= Work to be completed =
Filter the listing below, keeping only the lines with the word "MacVm".

┄┄┄┄┄┄┄┄┄┄

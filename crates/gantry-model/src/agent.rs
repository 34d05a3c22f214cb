//! Agents — where a pipeline (or a single block) runs.
//!
//! The agent is a machine type / OS image pair plus an optional container
//! list. Its environment type is derived, never stored: the presence of
//! containers means docker, otherwise the machine type's platform in the
//! injected catalog decides.

use gantry_doc::mapping;
use gantry_types::{AgentCatalog, GantryError, Platform, Result};
use serde_yaml::{Mapping, Value};

pub const DEFAULT_LINUX_MACHINE_TYPE: &str = "e1-standard-2";
pub const DEFAULT_MAC_MACHINE_TYPE: &str = "a1-standard-4";
pub const DEFAULT_DOCKER_IMAGE: &str = "semaphoreci/ubuntu:20.04";

/// Derived runtime environment of an agent.
#[derive(Debug, Clone, Copy, PartialEq, Eq)]
pub enum EnvironmentType {
    Docker,
    LinuxVm,
    MacVm,
    SelfHosted,
    /// No machine-type catalog was injected; nothing can be derived.
    Unavailable,
    /// The machine type is not listed in the catalog.
    Unknown,
}

impl EnvironmentType {
    pub fn as_str(&self) -> &'static str {
        match self {
            EnvironmentType::Docker => "docker",
            EnvironmentType::LinuxVm => "linux-vm",
            EnvironmentType::MacVm => "mac-vm",
            EnvironmentType::SelfHosted => "self-hosted",
            EnvironmentType::Unavailable => "unavailable",
            EnvironmentType::Unknown => "unknown",
        }
    }
}

#[derive(Debug, Clone)]
pub struct Container {
    structure: Mapping,
    pub name: String,
    pub image: String,
}

impl Container {
    fn new(name: impl Into<String>, image: impl Into<String>) -> Self {
        Container {
            structure: Mapping::new(),
            name: name.into(),
            image: image.into(),
        }
    }

    fn from_structure(structure: &Mapping) -> Self {
        Container {
            structure: structure.clone(),
            name: mapping::get_str(structure, "name").unwrap_or_default().to_string(),
            image: mapping::get_str(structure, "image").unwrap_or_default().to_string(),
        }
    }

    fn to_json(&self) -> Value {
        let mut m = self.structure.clone();
        mapping::set(&mut m, "name", Value::String(self.name.clone()));
        if self.image.is_empty() {
            mapping::remove(&mut m, "image");
        } else {
            mapping::set(&mut m, "image", Value::String(self.image.clone()));
        }
        Value::Mapping(m)
    }
}

#[derive(Debug, Clone)]
pub struct Agent {
    structure: Mapping,
    pub machine_type: String,
    pub os_image: String,
    containers: Vec<Container>,
}

impl Agent {
    pub fn from_structure(structure: Option<&Value>) -> Self {
        let map = structure
            .and_then(Value::as_mapping)
            .cloned()
            .unwrap_or_default();

        let machine_type = mapping::str_at(&map, &["machine", "type"])
            .unwrap_or_default()
            .to_string();
        let os_image = mapping::str_at(&map, &["machine", "os_image"])
            .unwrap_or_default()
            .to_string();
        let containers = mapping::get(&map, "containers")
            .and_then(Value::as_sequence)
            .map(|seq| {
                seq.iter()
                    .filter_map(Value::as_mapping)
                    .map(Container::from_structure)
                    .collect()
            })
            .unwrap_or_default();

        Agent {
            structure: map,
            machine_type,
            os_image,
            containers,
        }
    }

    /// The agent a freshly created pipeline starts with.
    pub fn new_default(catalog: &AgentCatalog) -> Self {
        Agent {
            structure: Mapping::new(),
            machine_type: DEFAULT_LINUX_MACHINE_TYPE.to_string(),
            os_image: catalog.default_os_image(DEFAULT_LINUX_MACHINE_TYPE).to_string(),
            containers: Vec::new(),
        }
    }

    pub fn containers(&self) -> &[Container] {
        &self.containers
    }

    pub fn environment_type(&self, catalog: &AgentCatalog) -> EnvironmentType {
        if catalog.is_empty() {
            return EnvironmentType::Unavailable;
        }
        if !self.containers.is_empty() {
            return EnvironmentType::Docker;
        }
        if catalog.has_machine_type(Platform::Linux, &self.machine_type) {
            return EnvironmentType::LinuxVm;
        }
        if catalog.has_machine_type(Platform::Mac, &self.machine_type) {
            return EnvironmentType::MacVm;
        }
        if catalog.is_self_hosted(&self.machine_type) {
            return EnvironmentType::SelfHosted;
        }
        EnvironmentType::Unknown
    }

    /// Move the agent into another environment, installing that environment's
    /// defaults. `Unavailable` and `Unknown` are derived states, not valid
    /// targets.
    pub fn change_environment_type(
        &mut self,
        target: EnvironmentType,
        catalog: &AgentCatalog,
    ) -> Result<()> {
        match target {
            EnvironmentType::Docker => {
                self.machine_type = DEFAULT_LINUX_MACHINE_TYPE.to_string();
                self.os_image = catalog.default_os_image(&self.machine_type).to_string();
                self.containers = vec![Container::new("main", DEFAULT_DOCKER_IMAGE)];
            }
            EnvironmentType::LinuxVm => {
                self.machine_type = DEFAULT_LINUX_MACHINE_TYPE.to_string();
                self.os_image = catalog.default_os_image(&self.machine_type).to_string();
                self.containers.clear();
            }
            EnvironmentType::MacVm => {
                self.machine_type = DEFAULT_MAC_MACHINE_TYPE.to_string();
                self.os_image = catalog.default_os_image(&self.machine_type).to_string();
                self.containers.clear();
            }
            EnvironmentType::SelfHosted => {
                self.machine_type = catalog
                    .machine_types(Platform::SelfHosted)
                    .first()
                    .map(|t| t.to_string())
                    .unwrap_or_default();
                self.os_image = String::new();
                self.containers.clear();
            }
            EnvironmentType::Unavailable | EnvironmentType::Unknown => {
                return Err(GantryError::UnsupportedEnvironmentTarget {
                    target: target.as_str().to_string(),
                });
            }
        }
        Ok(())
    }

    /// Switch machine type, keeping the OS image when the new type still
    /// offers it.
    pub fn change_machine_type(&mut self, machine_type: impl Into<String>, catalog: &AgentCatalog) {
        self.machine_type = machine_type.into();

        if catalog.is_self_hosted(&self.machine_type) {
            self.os_image = String::new();
        } else if !catalog.os_images(&self.machine_type).contains(&self.os_image.as_str()) {
            self.os_image = catalog.default_os_image(&self.machine_type).to_string();
        }
    }

    pub fn change_os_image(&mut self, os_image: impl Into<String>) {
        self.os_image = os_image.into();
    }

    /// Append a container. The first is named `main`, the rest `c2`, `c3`…
    pub fn add_container(&mut self) {
        let name = if self.containers.is_empty() {
            "main".to_string()
        } else {
            format!("c{}", self.containers.len() + 1)
        };
        self.containers.push(Container::new(name, ""));
    }

    pub fn remove_container(&mut self, index: usize) {
        if index < self.containers.len() {
            self.containers.remove(index);
        }
    }

    pub fn change_container_name(&mut self, index: usize, name: impl Into<String>) {
        if let Some(container) = self.containers.get_mut(index) {
            container.name = name.into();
        }
    }

    pub fn change_container_image(&mut self, index: usize, image: impl Into<String>) {
        if let Some(container) = self.containers.get_mut(index) {
            container.image = image.into();
        }
    }

    pub fn to_json(&self) -> Value {
        let mut json = self.structure.clone();

        let machine = mapping::ensure_map(&mut json, "machine");
        mapping::set(machine, "type", Value::String(self.machine_type.clone()));
        mapping::set(machine, "os_image", Value::String(self.os_image.clone()));

        if self.containers.is_empty() {
            mapping::remove(&mut json, "containers");
        } else {
            mapping::set(
                &mut json,
                "containers",
                Value::Sequence(self.containers.iter().map(Container::to_json).collect()),
            );
        }

        Value::Mapping(json)
    }
}

#[cfg(test)]
mod tests {
    use super::*;
    use gantry_types::AgentTypeEntry;

    fn catalog() -> AgentCatalog {
        AgentCatalog {
            agent_types: vec![
                AgentTypeEntry {
                    machine_type: "e1-standard-2".into(),
                    spec: "2 vCPU, 4 GB ram".into(),
                    os_image: "ubuntu1804".into(),
                    platform: Platform::Linux,
                },
                AgentTypeEntry {
                    machine_type: "e1-standard-2".into(),
                    spec: "2 vCPU, 4 GB ram".into(),
                    os_image: "ubuntu2004".into(),
                    platform: Platform::Linux,
                },
                AgentTypeEntry {
                    machine_type: "a1-standard-4".into(),
                    spec: "4 vCPU, 8 GB ram".into(),
                    os_image: "macos-xcode13".into(),
                    platform: Platform::Mac,
                },
                AgentTypeEntry {
                    machine_type: "s1-aws".into(),
                    spec: String::new(),
                    os_image: String::new(),
                    platform: Platform::SelfHosted,
                },
            ],
            default_linux_os_image: "ubuntu2004".into(),
            default_mac_os_image: "macos-xcode13".into(),
        }
    }

    fn agent(yaml: &str) -> Agent {
        let value: Value = serde_yaml::from_str(yaml).unwrap();
        Agent::from_structure(Some(&value))
    }

    #[test]
    fn reads_machine_type_and_os_image() {
        let a = agent("machine:\n  type: e1-standard-2\n  os_image: ubuntu1804\n");
        assert_eq!(a.machine_type, "e1-standard-2");
        assert_eq!(a.os_image, "ubuntu1804");
        assert_eq!(a.environment_type(&catalog()), EnvironmentType::LinuxVm);
    }

    #[test]
    fn containers_mean_docker() {
        let a = agent(
            "machine:\n  type: e1-standard-2\n  os_image: ubuntu1804\ncontainers:\n- name: main\n  image: ruby:2.6\n",
        );
        assert_eq!(a.environment_type(&catalog()), EnvironmentType::Docker);
        assert_eq!(a.containers()[0].image, "ruby:2.6");
    }

    #[test]
    fn empty_catalog_means_unavailable() {
        let a = agent("machine:\n  type: e1-standard-2\n");
        assert_eq!(
            a.environment_type(&AgentCatalog::default()),
            EnvironmentType::Unavailable
        );
    }

    #[test]
    fn unlisted_machine_type_means_unknown() {
        let a = agent("machine:\n  type: z9-mystery\n");
        assert_eq!(a.environment_type(&catalog()), EnvironmentType::Unknown);
    }

    #[test]
    fn switching_to_docker_installs_a_main_container() {
        let mut a = agent("machine:\n  type: a1-standard-4\n  os_image: macos-xcode13\n");
        a.change_environment_type(EnvironmentType::Docker, &catalog()).unwrap();
        assert_eq!(a.machine_type, DEFAULT_LINUX_MACHINE_TYPE);
        assert_eq!(a.containers().len(), 1);
        assert_eq!(a.containers()[0].name, "main");
        assert_eq!(a.containers()[0].image, DEFAULT_DOCKER_IMAGE);
    }

    #[test]
    fn switching_to_linux_vm_installs_linux_defaults() {
        let mut a = agent(
            "machine:\n  type: a1-standard-4\n  os_image: macos-xcode13\ncontainers:\n- name: main\n  image: ruby:2.6\n",
        );
        a.change_environment_type(EnvironmentType::LinuxVm, &catalog()).unwrap();
        assert_eq!(a.machine_type, DEFAULT_LINUX_MACHINE_TYPE);
        assert_eq!(a.os_image, "ubuntu2004");
        assert!(a.containers().is_empty());
        assert_eq!(a.environment_type(&catalog()), EnvironmentType::LinuxVm);
    }

    #[test]
    fn switching_to_mac_vm_installs_mac_defaults() {
        let mut a = agent("machine:\n  type: e1-standard-2\n  os_image: ubuntu2004\n");
        a.change_environment_type(EnvironmentType::MacVm, &catalog()).unwrap();
        assert_eq!(a.machine_type, DEFAULT_MAC_MACHINE_TYPE);
        assert_eq!(a.os_image, "macos-xcode13");
        assert_eq!(a.environment_type(&catalog()), EnvironmentType::MacVm);
    }

    #[test]
    fn switching_to_self_hosted_takes_first_catalog_entry() {
        let mut a = agent("machine:\n  type: e1-standard-2\n  os_image: ubuntu2004\n");
        a.change_environment_type(EnvironmentType::SelfHosted, &catalog()).unwrap();
        assert_eq!(a.machine_type, "s1-aws");
        assert_eq!(a.os_image, "");
        assert_eq!(a.environment_type(&catalog()), EnvironmentType::SelfHosted);
    }

    #[test]
    fn derived_states_are_not_valid_targets() {
        let mut a = agent("machine:\n  type: e1-standard-2\n");
        assert!(a
            .change_environment_type(EnvironmentType::Unknown, &catalog())
            .is_err());
        assert!(a
            .change_environment_type(EnvironmentType::Unavailable, &catalog())
            .is_err());
    }

    #[test]
    fn machine_type_change_keeps_still_valid_os_image() {
        let mut a = agent("machine:\n  type: e1-standard-2\n  os_image: ubuntu1804\n");
        a.change_machine_type("e1-standard-2", &catalog());
        assert_eq!(a.os_image, "ubuntu1804");
    }

    #[test]
    fn machine_type_change_resets_invalid_os_image() {
        let mut a = agent("machine:\n  type: a1-standard-4\n  os_image: macos-xcode13\n");
        a.change_machine_type("e1-standard-2", &catalog());
        assert_eq!(a.os_image, "ubuntu2004");
    }

    #[test]
    fn containers_are_named_sequentially() {
        let mut a = agent("machine:\n  type: e1-standard-2\n");
        a.add_container();
        a.add_container();
        assert_eq!(a.containers()[0].name, "main");
        assert_eq!(a.containers()[1].name, "c2");
    }

    #[test]
    fn serialization_preserves_unrecognized_machine_keys() {
        let a = agent("machine:\n  type: e1-standard-2\n  os_image: ubuntu1804\n  zone: eu-west\n");
        let json = a.to_json();
        let machine = json
            .as_mapping()
            .and_then(|m| mapping::get(m, "machine"))
            .and_then(Value::as_mapping)
            .unwrap();
        assert_eq!(mapping::get_str(machine, "zone"), Some("eu-west"));
    }

    #[test]
    fn removed_containers_disappear_from_output() {
        let mut a = agent(
            "machine:\n  type: e1-standard-2\n  os_image: ubuntu1804\ncontainers:\n- name: main\n",
        );
        a.remove_container(0);
        let json = a.to_json();
        assert!(mapping::get(json.as_mapping().unwrap(), "containers").is_none());
    }
}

┄┄┄┄┄┄┄┄┄┄

= Result =
    MacVm,
            EnvironmentType::MacVm => "mac-vm",
            return EnvironmentType::MacVm;
            EnvironmentType::MacVm => {
        a.change_environment_type(EnvironmentType::MacVm, &catalog()).unwrap();
        assert_eq!(a.environment_type(&catalog()), EnvironmentType::MacVm);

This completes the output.